Evaluation of Experienced Events in Pompe Disease Based on Real-Life Data

Fehime Erdem ¹ Havva Yazici ¹ Merve Yoldas Celik ¹ Ayse Yuksel Yanbolu ¹ Cenk Eraslan ² Asude Durmaz ³ Ayca Aykut ³ Ebru Canda ¹ Zuhal Ulger Tutar ⁴ Sema Kalkan Ucar ¹ Erturk Levent ⁴ Eser Sozmen Yildirim ⁵ Mahmut Coker ¹

¹Ege University Faculty of Medicine, Department of Pediatrics, Division of Metabolism and Nutrition, Turkiye
²Ege University Faculty of Medicine, Department of Radiology, Turkiye
³Ege University Faculty of Medicine, Department of Medical Genetics, Turkiye
⁴Ege University Faculty of Medicine, Department of Pediatric Cardiology, Turkiye
⁵ge University Faculty of Medicine, Department of Medical Biochemistry, Turkiye

Background: Lysosomal 1,4 - glycosidase enzyme deficiency causes Pompe disease, an autosomal recessive metabolic disorder. Depending on the subtypes (IOPD infantile-onset or LAOP late-onset), there are differences in the age of onset, clinical symptoms, organ involvement levels, and life expectancy. This study aims to present an event-by-event analysis of real-world data related to Pompe disease.

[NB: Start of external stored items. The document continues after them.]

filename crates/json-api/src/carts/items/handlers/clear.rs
//! Clear Cart Handler

use std::sync::Arc;

use salvo::{oapi::extract::PathParam, prelude::*};
use uuid::Uuid;

use tillpoint_pricing::DiscountPercent;

use crate::{
    carts::{errors::into_status_error, responses::CartResponse},
    extensions::*,
    state::State,
};

/// Clear Cart Handler
///
/// Empties the cart in one call, keeping the session itself open.
#[endpoint(
    tags("carts"),
    summary = "Clear Cart",
    responses(
        (status_code = StatusCode::OK, description = "Cart cleared"),
        (status_code = StatusCode::NOT_FOUND, description = "Cart not found"),
    ),
)]
pub(crate) async fn handler(
    cart: PathParam<Uuid>,
    depot: &mut Depot,
) -> Result<Json<CartResponse>, StatusError> {
    let state = depot.obtain_or_500::<Arc<State>>()?;

    let cart = state
        .app
        .carts
        .clear_cart(cart.into_inner())
        .await
        .map_err(into_status_error)?;

    let response = CartResponse::price(cart, DiscountPercent::ZERO, state.tax_rate)?;

    Ok(Json(response))
}

#[cfg(test)]
mod tests {
    use salvo::test::{ResponseExt, TestClient};
    use testresult::TestResult;

    use tillpoint_app::domain::carts::{CartsServiceError, MockCartsService};

    use crate::test_helpers::{carts_service, make_cart};

    use super::*;

    fn make_service(repo: MockCartsService) -> Service {
        carts_service(repo, Router::with_path("carts/{cart}/items").delete(handler))
    }

    #[tokio::test]
    async fn test_clear_empties_the_cart() -> TestResult {
        let cart = Uuid::now_v7();

        let mut repo = MockCartsService::new();

        repo.expect_clear_cart()
            .once()
            .withf(move |c| *c == cart)
            .return_once(move |_| Ok(make_cart(cart)));

        let body: CartResponse =
            TestClient::delete(format!("http://example.com/carts/{cart}/items"))
                .send(&make_service(repo))
                .await
                .take_json()
                .await?;

        assert!(body.items.is_empty());
        assert_eq!(body.totals.subtotal, 0);

        Ok(())
    }

    #[tokio::test]
    async fn test_clear_unknown_cart_returns_404() -> TestResult {
        let cart = Uuid::now_v7();

        let mut repo = MockCartsService::new();

        repo.expect_clear_cart()
            .once()
            .return_once(|_| Err(CartsServiceError::NotFound));

        let res = TestClient::delete(format!("http://example.com/carts/{cart}/items"))
            .send(&make_service(repo))
            .await;

        assert_eq!(res.status_code, Some(StatusCode::NOT_FOUND));

        Ok(())
    }
}
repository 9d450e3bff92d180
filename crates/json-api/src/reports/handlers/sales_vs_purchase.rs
//! Sales vs Purchase Report Handler

use std::sync::Arc;

use salvo::{
    oapi::{ToSchema, extract::QueryParam},
    prelude::*,
};
use serde::{Deserialize, Serialize};

use tillpoint_app::domain::reports::models::SalesVsPurchase;

use crate::{
    extensions::*,
    reports::{
        errors::into_status_error,
        export::{self, ExportFormat, ReportTable},
    },
    state::State,
};

/// Sales vs Purchase Response
#[derive(Debug, Serialize, Deserialize, ToSchema)]
pub(crate) struct SalesVsPurchaseResponse {
    /// Total sales revenue, in minor units
    pub total_sales: u64,

    /// Total purchasing spend, in minor units
    pub total_purchases: u64,

    /// Sales minus purchases; negative when spend outpaces sales
    pub gross_margin: i64,

    /// Margin over sales as a percentage, two decimal places
    pub margin_percent: String,
}

impl From<SalesVsPurchase> for SalesVsPurchaseResponse {
    fn from(report: SalesVsPurchase) -> Self {
        Self {
            total_sales: report.total_sales,
            total_purchases: report.total_purchases,
            gross_margin: report.gross_margin,
            margin_percent: report.margin_percent.to_string(),
        }
    }
}

fn table(report: &SalesVsPurchase) -> ReportTable {
    let mut table = ReportTable::new("Sales vs Purchase", &["Metric", "Value"]);

    table.push_row(vec![
        "Total sales".to_string(),
        report.total_sales.to_string(),
    ]);
    table.push_row(vec![
        "Total purchases".to_string(),
        report.total_purchases.to_string(),
    ]);
    table.push_row(vec![
        "Gross margin".to_string(),
        report.gross_margin.to_string(),
    ]);
    table.push_row(vec![
        "Margin percent".to_string(),
        report.margin_percent.to_string(),
    ]);

    table
}

/// Sales vs Purchase Report Handler
///
/// Sales revenue against purchasing spend, with gross margin, over an
/// inclusive date range.
#[endpoint(
    tags("reports"),
    summary = "Sales vs Purchase Report",
    responses(
        (status_code = StatusCode::OK, description = "Report"),
        (status_code = StatusCode::BAD_REQUEST, description = "Bad Request"),
        (status_code = StatusCode::NOT_IMPLEMENTED, description = "Export format not enabled"),
    ),
)]
pub(crate) async fn handler(
    start: QueryParam<String, false>,
    end: QueryParam<String, false>,
    format: QueryParam<String, false>,
    depot: &mut Depot,
    res: &mut Response,
) -> Result<(), StatusError> {
    let state = depot.obtain_or_500::<Arc<State>>()?;

    let range = (start, end).into_report_range()?;
    let format = ExportFormat::from_query(format.into_inner())?;

    let report = state
        .app
        .reports
        .sales_vs_purchase(range)
        .await
        .map_err(into_status_error)?;

    match format {
        ExportFormat::Json => res.render(Json(SalesVsPurchaseResponse::from(report))),
        ExportFormat::File(file) => export::attach(res, file, &table(&report))?,
    }

    Ok(())
}
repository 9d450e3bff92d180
//! Cart Handlers

pub(crate) mod checkout;
pub(crate) mod create;
pub(crate) mod get;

Methods: Demographic, clinical, biochemical, and genetic information from the medical files monitored for 18 years were retrospectively collected and evaluated.

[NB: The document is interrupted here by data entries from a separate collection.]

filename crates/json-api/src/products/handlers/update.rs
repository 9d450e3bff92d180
//! Update Product Handler

use std::sync::Arc;

use salvo::{
    oapi::{
        ToSchema,
        extract::{JsonBody, PathParam},
    },
    prelude::*,
};
use serde::{Deserialize, Serialize};
use uuid::Uuid;

use tillpoint_app::domain::products::models::ProductUpdate;

use crate::{
    extensions::*,
    products::{errors::into_status_error, get::ProductResponse},
    state::State,
};

/// Update Product Request
#[derive(Debug, Serialize, Deserialize, ToSchema)]
pub(crate) struct UpdateProductRequest {
    pub name: String,
    pub sku: String,
    /// Unit price, in minor units
    pub price: u64,
}

impl From<UpdateProductRequest> for ProductUpdate {
    fn from(request: UpdateProductRequest) -> Self {
        ProductUpdate {
            name: request.name,
            sku: request.sku,
            price: request.price,
        }
    }
}

/// Product Update Handler
///
/// Stock is deliberately absent from the update payload; it only moves
/// through restocks and sales.
#[endpoint(
    tags("products"),
    summary = "Update Product",
    responses(
        (status_code = StatusCode::OK, description = "Product updated"),
        (status_code = StatusCode::NOT_FOUND, description = "Product not found"),
        (status_code = StatusCode::BAD_REQUEST, description = "Bad Request"),
        (status_code = StatusCode::INTERNAL_SERVER_ERROR, description = "Internal Server Error"),
    ),
)]
pub(crate) async fn handler(
    product: PathParam<Uuid>,
    json: JsonBody<UpdateProductRequest>,
    depot: &mut Depot,
) -> Result<Json<ProductResponse>, StatusError> {
    let state = depot.obtain_or_500::<Arc<State>>()?;

    let updated = state
        .app
        .products
        .update_product(product.into_inner(), json.into_inner().into())
        .await
        .map_err(into_status_error)?;

    Ok(Json(updated.into()))
}

#[cfg(test)]
mod tests {
    use salvo::test::{ResponseExt, TestClient};
    use serde_json::json;
    use testresult::TestResult;

    use tillpoint_app::domain::products::{MockProductsService, ProductsServiceError};

    use crate::test_helpers::{make_product, products_service};

    use super::*;

    fn make_service(repo: MockProductsService) -> Service {
        products_service(repo, Router::with_path("products/{product}").put(handler))
    }

    #[tokio::test]
    async fn test_update_product_success() -> TestResult {
        let uuid = Uuid::now_v7();

        let mut product = make_product(uuid, "WIDGET", 2500, 5);
        product.price = 2750;

        let mut repo = MockProductsService::new();

        repo.expect_update_product()
            .once()
            .withf(move |u, update| *u == uuid && update.price == 2750)
            .return_once(move |_, _| Ok(product));

        let mut res = TestClient::put(format!("http://example.com/products/{uuid}"))
            .json(&json!({ "name": "Product WIDGET", "sku": "WIDGET", "price": 2750 }))
            .send(&make_service(repo))
            .await;

        let body: ProductResponse = res.take_json().await?;

        assert_eq!(res.status_code, Some(StatusCode::OK));
        assert_eq!(body.price, 2750);

        Ok(())
    }

    #[tokio::test]
    async fn test_update_missing_product_returns_404() -> TestResult {
        let uuid = Uuid::now_v7();

        let mut repo = MockProductsService::new();

        repo.expect_update_product()
            .once()
            .return_once(|_, _| Err(ProductsServiceError::NotFound));

        let res = TestClient::put(format!("http://example.com/products/{uuid}"))
            .json(&json!({ "name": "X", "sku": "X", "price": 1 }))
            .send(&make_service(repo))
            .await;

        assert_eq!(res.status_code, Some(StatusCode::NOT_FOUND));

        Ok(())
    }

    #[tokio::test]
    async fn test_update_invalid_uuid_returns_400() -> TestResult {
        let mut repo = MockProductsService::new();

        repo.expect_update_product().never();

        let res = TestClient::put("http://example.com/products/123")
            .json(&json!({ "name": "X", "sku": "X", "price": 1 }))
            .send(&make_service(repo))
            .await;

        assert_eq!(res.status_code, Some(StatusCode::BAD_REQUEST));

        Ok(())
    }
}
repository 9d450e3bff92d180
//! Shared application domain and persistence modules.

pub mod context;
pub mod database;
pub mod domain;

#[cfg(test)]
mod test;

mod amounts;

Results: There were 20 cases diagnosed with Pompe disease, of which, 19 (95%) had enzymatic and genetic diagnoses. Three cases (15%) were diagnosed as LOPD while 17 (85%) had an IOPD. The mean age at diagnosis for IOPD was 4.3±2.3 mo. Initial symptoms were 12 (71%) visceral (11 hepatomegaly, 1 hepatosplenomegaly), 16 (94%) neuromuscular (14 severe hypotonia, 1 mild hypotonia, 1 late gain in motor abilities), and 16 (94%) cardiac (13 hypertrophic cardiomyopathy, 3 dilated cardiomyopathy) complaints. All IOPD cases had elevated CK, AST, ALT, and LDH at the time of diagnosis, with 14 (82%) experiencing severe hypotonia (bed-dependent), 2 (14%) loss of walking ability, 1(7%) dependence on a mechanical ventilator, 1(7%) unilateral diaphragmatic paralysis, 6(40%) white matter involvement, and 3 (20%) neurogenic bladder. Eleven IOPD(65%) died at the age of 13.3 ± 8.4 mo. Enzyme replacement therapy was administered for 14.5 months (0.5−142 mo).

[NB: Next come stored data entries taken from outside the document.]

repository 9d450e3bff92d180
//! Purchasing service errors.

use sqlx::{
    Error,
    error::{DatabaseError, ErrorKind},
};
use thiserror::Error;

#[derive(Debug, Error)]
pub enum PurchasingServiceError {
    #[error("supplier already exists")]
    AlreadyExists,

    #[error("supplier not found")]
    UnknownSupplier,

    #[error("invalid data")]
    InvalidData,

    #[error("storage error")]
    Sql(#[source] Error),
}

impl From<Error> for PurchasingServiceError {
    fn from(error: Error) -> Self {
        match error.as_database_error().map(DatabaseError::kind) {
            Some(ErrorKind::UniqueViolation) => Self::AlreadyExists,
            Some(ErrorKind::ForeignKeyViolation) => Self::UnknownSupplier,
            Some(ErrorKind::NotNullViolation | ErrorKind::CheckViolation) => Self::InvalidData,
            Some(ErrorKind::Other | _) | None => Self::Sql(error),
        }
    }
}
//! Report Errors

use salvo::prelude::StatusError;
use tracing::error;

use tillpoint_app::domain::reports::ReportsServiceError;

pub(crate) fn into_status_error(error: ReportsServiceError) -> StatusError {
    match error {
        ReportsServiceError::InvalidRange(reason) => StatusError::bad_request().brief(reason),
        ReportsServiceError::Sql(source) => {
            error!("report query failed: {source}");

            StatusError::internal_server_error()
        }
    }
}
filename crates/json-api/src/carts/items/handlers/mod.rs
//! Cart Item Handlers

pub(crate) mod clear;
pub(crate) mod create;
pub(crate) mod delete;
pub(crate) mod update;
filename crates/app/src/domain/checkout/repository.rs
//! Checkout Repository

use sqlx::{FromRow, Postgres, Row, Transaction, postgres::PgRow, query, query_as};
use uuid::Uuid;

use crate::domain::{checkout::models::CustomerRecord, products::models::Product};

const LOCK_PRODUCTS_SQL: &str = include_str!("sql/lock_products.sql");
const DECREMENT_STOCK_SQL: &str = include_str!("sql/decrement_stock.sql");
const FIND_CUSTOMER_BY_PHONE_SQL: &str = include_str!("sql/find_customer_by_phone.sql");
const FIND_CUSTOMER_BY_NAME_SQL: &str = include_str!("sql/find_customer_by_name.sql");
const INSERT_CUSTOMER_SQL: &str = include_str!("sql/insert_customer.sql");

#[derive(Debug, Clone, Default)]
pub(crate) struct PgCheckoutRepository;

impl PgCheckoutRepository {
    #[must_use]
    pub(crate) fn new() -> Self {
        Self
    }

    /// Locks the given product rows for the remainder of the transaction.
    ///
    /// Rows are locked in ascending uuid order so concurrent checkouts that
    /// share products acquire locks in the same order.
    pub(crate) async fn lock_products(
        &self,
        tx: &mut Transaction<'_, Postgres>,
        products: &[Uuid],
    ) -> Result<Vec<Product>, sqlx::Error> {
        query_as::<Postgres, Product>(LOCK_PRODUCTS_SQL)
            .bind(products)
            .fetch_all(&mut **tx)
            .await
    }

    pub(crate) async fn decrement_stock(
        &self,
        tx: &mut Transaction<'_, Postgres>,
        product: Uuid,
        quantity: u32,
    ) -> Result<(), sqlx::Error> {
        query(DECREMENT_STOCK_SQL)
            .bind(product)
            .bind(i64::from(quantity))
            .execute(&mut **tx)
            .await?;

        Ok(())
    }

    pub(crate) async fn find_customer_by_phone(
        &self,
        tx: &mut Transaction<'_, Postgres>,
        phone: &str,
    ) -> Result<Option<CustomerRecord>, sqlx::Error> {
        query_as::<Postgres, CustomerRecord>(FIND_CUSTOMER_BY_PHONE_SQL)
            .bind(phone)
            .fetch_optional(&mut **tx)
            .await
    }

    pub(crate) async fn find_customer_by_name(
        &self,
        tx: &mut Transaction<'_, Postgres>,
        name: &str,
    ) -> Result<Option<CustomerRecord>, sqlx::Error> {
        query_as::<Postgres, CustomerRecord>(FIND_CUSTOMER_BY_NAME_SQL)
            .bind(name)
            .fetch_optional(&mut **tx)
            .await
    }

    pub(crate) async fn insert_customer(
        &self,
        tx: &mut Transaction<'_, Postgres>,
        uuid: Uuid,
        name: &str,
        phone: &str,
        address: &str,
    ) -> Result<CustomerRecord, sqlx::Error> {
        query_as::<Postgres, CustomerRecord>(INSERT_CUSTOMER_SQL)
            .bind(uuid)
            .bind(name)
            .bind(phone)
            .bind(address)
            .fetch_one(&mut **tx)
            .await
    }
}

impl<'r> FromRow<'r, PgRow> for CustomerRecord {
    fn from_row(row: &'r PgRow) -> sqlx::Result<Self> {
        Ok(Self {
            uuid: row.try_get("uuid")?,
            name: row.try_get("name")?,
            phone: row.try_get("phone")?,
            address: row.try_get("address")?,
        })
    }
}
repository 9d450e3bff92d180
//! Database Config

use clap::Args;

/// Database settings.
#[derive(Debug, Args)]
pub struct DatabaseConfig {
    /// `PostgreSQL` connection string
    #[arg(long, env = "DATABASE_URL")]
    pub database_url: String,
}
//! Logging Config

use clap::Args;

/// Logging output settings.
#[derive(Debug, Args)]
pub struct LoggingConfig {
    /// Default log level filter when `RUST_LOG` is not set
    #[arg(long, env = "LOG_LEVEL", default_value = "info")]
    pub log_level: String,
}
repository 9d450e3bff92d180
//! Report Endpoints

pub(crate) mod errors;
pub(crate) mod export;
mod handlers;

pub(crate) use handlers::*;
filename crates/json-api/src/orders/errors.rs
//! Order Errors

use salvo::prelude::StatusError;
use tracing::error;

use tillpoint_app::domain::orders::OrdersServiceError;

pub(crate) fn into_status_error(error: OrdersServiceError) -> StatusError {
    match error {
        OrdersServiceError::NotFound => StatusError::not_found(),
        OrdersServiceError::Sql(error) => {
            error!("order lookup failed: {error}");

            StatusError::internal_server_error()
        }
    }
}
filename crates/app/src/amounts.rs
//! Minor-unit amount decoding shared by the repositories.

use sqlx::{Row, postgres::PgRow};

/// Reads a `BIGINT` minor-unit amount column as `u64`.
///
/// The schema constrains monetary columns to be non-negative, so a negative
/// value here is a decode error, not a domain state.
pub(crate) fn try_get_amount(row: &PgRow, column: &str) -> Result<u64, sqlx::Error> {
    let value: i64 = row.try_get(column)?;

    u64::try_from(value).map_err(|e| sqlx::Error::ColumnDecode {
        index: column.to_string(),
        source: Box::new(e),
    })
}

/// Reads a `BIGINT` quantity column as `u32`.
pub(crate) fn try_get_quantity(row: &PgRow, column: &str) -> Result<u32, sqlx::Error> {
    let value: i64 = row.try_get(column)?;

    u32::try_from(value).map_err(|e| sqlx::Error::ColumnDecode {
        index: column.to_string(),
        source: Box::new(e),
    })
}
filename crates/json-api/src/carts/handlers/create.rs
//! Create Cart Handler

use std::sync::Arc;

use salvo::{http::header::LOCATION, prelude::*};
use uuid::Uuid;

use tillpoint_app::domain::carts::models::NewCart;
use tillpoint_pricing::DiscountPercent;

use crate::{
    carts::{errors::into_status_error, responses::CartResponse},
    extensions::*,
    state::State,
};

/// Create Cart Handler
///
/// Opens a new, empty session cart. The cart uuid in the response is the
/// session key used by every subsequent cart call.
#[endpoint(
    tags("carts"),
    summary = "Create Cart",
    responses(
        (status_code = StatusCode::CREATED, description = "Cart created"),
        (status_code = StatusCode::INTERNAL_SERVER_ERROR, description = "Internal Server Error"),
    ),
)]
pub(crate) async fn handler(
    depot: &mut Depot,
    res: &mut Response,
) -> Result<Json<CartResponse>, StatusError> {
    let state = depot.obtain_or_500::<Arc<State>>()?;

    let cart = state
        .app
        .carts
        .create_cart(NewCart {
            uuid: Uuid::now_v7(),
        })
        .await
        .map_err(into_status_error)?;

    res.add_header(LOCATION, format!("/carts/{}", cart.uuid), true)
        .or_500("failed to set location header")?
        .status_code(StatusCode::CREATED);

    let response = CartResponse::price(cart, DiscountPercent::ZERO, state.tax_rate)?;

    Ok(Json(response))
}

Initial findings of the cases with LOPD included elevated AST, ALT, CK, and motor developmental stages. The median age at diagnosis of 18 (8–80 mo). At the time of diagnosis and throughout subsequent follow-ups, the cardiac assessments were normal. Two of them (66%) were on ERT.

Discussion/conclusion: The cardiac, neuromuscular, and visceral findings provide important clues at the diagnosis of IOPD. The cardiac findings regressed under ERT, however neuromuscular iNvolvement only stabilised.